Once a method for choosing edge weights is fixed, LocalCut still has parameters that need to be set. These are m, the number of partitions LocalCut’s max cut algorithm runs, c, the percentage threshold of matching partitions needed to be added to a gBPM, j, the threshold for Jaccard index filtering, and minimumsize and maximumsize, the size requirements for a gBPM’s inclusion in the final output.

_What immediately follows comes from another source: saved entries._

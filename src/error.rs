use axum::{
    extract::{rejection::JsonRejection, FromRequest},
    http::StatusCode,
    response::{IntoResponse, Response},
    Json,
};
use serde_json::json;
use thiserror::Error;
use tracing::{debug, error};

use crate::auth::{jwt::TokenError, password::HashingError};

/// Failures coming out of the credential and task stores.
#[derive(Debug, Error)]
pub enum StoreError {
    #[error("email already registered")]
    DuplicateEmail,
    #[error("record not found")]
    NotFound,
    #[error("database error: {0}")]
    Database(#[from] sqlx::Error),
}

/// Error type returned by every handler and service.
#[derive(Debug, Error)]
pub enum AppError {
    #[error("{0}")]
    Validation(String),
    #[error("{0}")]
    Unauthorized(&'static str),
    #[error("Invalid credentials")]
    InvalidCredentials,
    #[error("User with this email already exists")]
    DuplicateEmail,
    #[error("{0} not found")]
    NotFound(&'static str),
    #[error(transparent)]
    Storage(StoreError),
    #[error(transparent)]
    Hashing(#[from] HashingError),
    #[error(transparent)]
    Token(#[from] TokenError),
}

impl AppError {
    pub fn validation(msg: impl Into<String>) -> Self {
        AppError::Validation(msg.into())
    }

    pub fn status_code(&self) -> StatusCode {
        match self {
            AppError::Validation(_) => StatusCode::BAD_REQUEST,
            AppError::Unauthorized(_) | AppError::InvalidCredentials => StatusCode::UNAUTHORIZED,
            AppError::DuplicateEmail => StatusCode::CONFLICT,
            AppError::NotFound(_) => StatusCode::NOT_FOUND,
            AppError::Storage(_) | AppError::Hashing(_) | AppError::Token(_) => {
                StatusCode::INTERNAL_SERVER_ERROR
            }
        }
    }

    /// Message shown to the client. Internal details stay in the logs.
    pub fn public_message(&self) -> String {
        if self.status_code().is_server_error() {
            "Internal server error".to_string()
        } else {
            self.to_string()
        }
    }
}

impl From<StoreError> for AppError {
    fn from(e: StoreError) -> Self {
        match e {
            StoreError::DuplicateEmail => AppError::DuplicateEmail,
            StoreError::NotFound => AppError::NotFound("Record"),
            other => AppError::Storage(other),
        }
    }
}

impl From<JsonRejection> for AppError {
    fn from(rejection: JsonRejection) -> Self {
        debug!(detail = %rejection.body_text(), "request body rejected");
        AppError::validation("Invalid request")
    }
}

impl IntoResponse for AppError {
    fn into_response(self) -> Response {
        let status = self.status_code();
        if status.is_server_error() {
            error!(error = %self, source = ?std::error::Error::source(&self), "request failed");
        }
        (status, Json(json!({ "error": self.public_message() }))).into_response()
    }
}

/// `Json` extractor whose rejections render as `{"error": ...}` with status 400.
#[derive(Debug, FromRequest)]
#[from_request(via(axum::Json), rejection(AppError))]
pub struct ApiJson<T>(pub T);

We chose to maintain LocalCut’s default values for m, j, minimumsize, and maximumsize (250, 0.66, 3, and 25 respectively), because the changes in scoring methods did not affect what these thresholds were designed to accomplish. More specifically, the maximum and minimum size of the gBPM, j, as well as the amount two different gBPMs returned by the algorithm are allowed to overlap are general parameters of the collection of gBPMs we are trying to find, so it was important to hold them fixed so that the returned collections of gBPMs by different weighting schemes were comparable. m is a robustsness parameter which is there to make sure the stochastic choices of the randomized algorithm always find consistent gene sets. However, the value of c correlates roughly to the sensitivity of the algorithm, and changes in scoring methods necessitated a closer look at this threshold. We did do some testing of different values of m for our different weighting schemes and different values of c, but setting \(m=250\) (the local cut default) remained easily large enough to produce stable results, in every case (results not shown).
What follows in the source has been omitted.